Total anomalous pulmonary venous connection can be diagnosed by cross sectional echocardiography. Information is, however, lacking concerning the diagnostic accuracy of this imaging method and any factors which may influence it. To predict the pulmonary venous connection 463 patients with congenital heart disease who had angiographic confirmation were prospectively examined. Total anomalous pulmonary venous connection was present in 34 (7%) patients and correctly detected in 33 (97% sensitivity). There were two false positive results (99% specificity). All 23 patients with atrial situs solitus with or without associated congenital heart defects were correctly detected. One false negative result occurred in a patient with right atrial isomerism and complex congenital heart disease with decreased pulmonary blood flow. Diagnosis of the type of total anomalous pulmonary venous connection, including the site and other anatomical details, was analysed and was correct in 24 of 34 (71%) patients. Errors included incorrect prediction of the site of total anomalous pulmonary venous connection in five patients with right atrial isomerism, atrioventricular canal defect, and pulmonary atresia, details of confluence interconnection in three of four patients with the mixed type of connection, undiagnosed pulmonary venous obstruction in three of the patients with right atrial isomerism, and failure to predict common pulmonary vein atresia in one patient. Factors which were related to incorrect echocardiographic diagnosis were abnormal atrial situs, mixed total anomalous pulmonary venous connection, and associated congenital cardiac defects, whereas age, weight, sex, clinical condition, and time during the study were not related. It is concluded that cross sectional echocardiography can be used to diagnose accurately total anomalous pulmonary venous connection. This method can be the definitive imaging and diagnostic method in symptomatic infants with total anomalous pulmonary venous connection who have atrial situs solitus, unifocal pulmonary venous connection, and no evidence of other major congenital cardiac defect.
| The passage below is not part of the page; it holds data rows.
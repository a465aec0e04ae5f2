//! Agent capability: resolve an agent by slug, then generate text.

use std::future::Future;
use std::sync::Arc;

use serde::{Deserialize, Serialize};
use serde_json::Value;

use super::request_context::RequestContext;
use super::{BoxFuture, CapabilityError};

/// Options forwarded to [`AgentHandle::generate`].
#[derive(Debug, Clone, Default, PartialEq, Eq)]
pub struct GenerateOptions {
    pub max_steps: Option<u32>,
}

/// What an agent produced for one prompt.
#[derive(Debug, Clone, Default, PartialEq, Serialize, Deserialize)]
#[serde(rename_all = "camelCase")]
pub struct AgentResponse {
    pub text: String,
    #[serde(default)]
    pub tool_calls: Vec<Value>,
}

/// A resolved agent, ready to generate.
pub trait AgentHandle: Send + Sync + 'static {
    fn generate(
        &self,
        prompt: &str,
        options: &GenerateOptions,
    ) -> impl Future<Output = Result<AgentResponse, CapabilityError>> + Send;
}

/// Looks agents up by slug.
pub trait AgentProvider: Send + Sync + 'static {
    type Handle: AgentHandle;

    fn resolve(
        &self,
        slug: &str,
        request: &RequestContext,
    ) -> impl Future<Output = Result<Self::Handle, CapabilityError>> + Send;
}

// ---------------------------------------------------------------------------
// Object-safe twins
// ---------------------------------------------------------------------------

pub trait AgentHandleDyn: Send + Sync {
    fn generate_boxed<'a>(
        &'a self,
        prompt: &'a str,
        options: &'a GenerateOptions,
    ) -> BoxFuture<'a, Result<AgentResponse, CapabilityError>>;
}

impl<T: AgentHandle> AgentHandleDyn for T {
    fn generate_boxed<'a>(
        &'a self,
        prompt: &'a str,
        options: &'a GenerateOptions,
    ) -> BoxFuture<'a, Result<AgentResponse, CapabilityError>> {
        Box::pin(self.generate(prompt, options))
    }
}

pub trait AgentProviderDyn: Send + Sync {
    fn resolve_boxed<'a>(
        &'a self,
        slug: &'a str,
        request: &'a RequestContext,
    ) -> BoxFuture<'a, Result<Box<dyn AgentHandleDyn>, CapabilityError>>;
}

impl<T: AgentProvider> AgentProviderDyn for T {
    fn resolve_boxed<'a>(
        &'a self,
        slug: &'a str,
        request: &'a RequestContext,
    ) -> BoxFuture<'a, Result<Box<dyn AgentHandleDyn>, CapabilityError>> {
        Box::pin(async move {
            let handle = self.resolve(slug, request).await?;
            Ok(Box::new(handle) as Box<dyn AgentHandleDyn>)
        })
    }
}

/// Shared, type-erased agent provider held by the engine.
pub type SharedAgentProvider = Arc<dyn AgentProviderDyn>;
完全性肺静脉异位连接可通过横断面超声心动图诊断。然而,关于这种成像方法的诊断准确性以及可能影响其的任何因素,目前尚缺乏相关信息。为预测肺静脉连接情况,对463例经血管造影证实的先天性心脏病患者进行了前瞻性检查。34例(7%)患者存在完全性肺静脉异位连接,其中33例(敏感性97%)被正确检测出。有2例假阳性结果(特异性99%)。所有23例心房正位且伴有或不伴有相关先天性心脏缺陷的患者均被正确检测出。1例假阴性结果出现在1例右心房异构且患有复杂先天性心脏病并伴有肺血流量减少的患者中。对完全性肺静脉异位连接的类型,包括部位及其他解剖细节进行了分析,34例患者中有24例(71%)诊断正确。错误包括:5例右心房异构、房室管缺损和肺动脉闭锁患者中完全性肺静脉异位连接部位预测错误;4例混合型连接患者中有3例汇合连接细节未被诊断出;3例右心房异构患者中有3例未诊断出肺静脉梗阻;1例患者未预测出共同肺静脉闭锁。与超声心动图诊断错误相关的因素为心房位置异常、混合型完全性肺静脉异位连接及相关先天性心脏缺陷,而年龄、体重、性别、临床状况及研究期间的时间与之无关。结论是,横断面超声心动图可用于准确诊断完全性肺静脉异位连接。对于有症状的完全性肺静脉异位连接婴儿,若其心房正位、肺静脉连接单一且无其他主要先天性心脏缺陷证据,该方法可作为确定性的成像和诊断方法。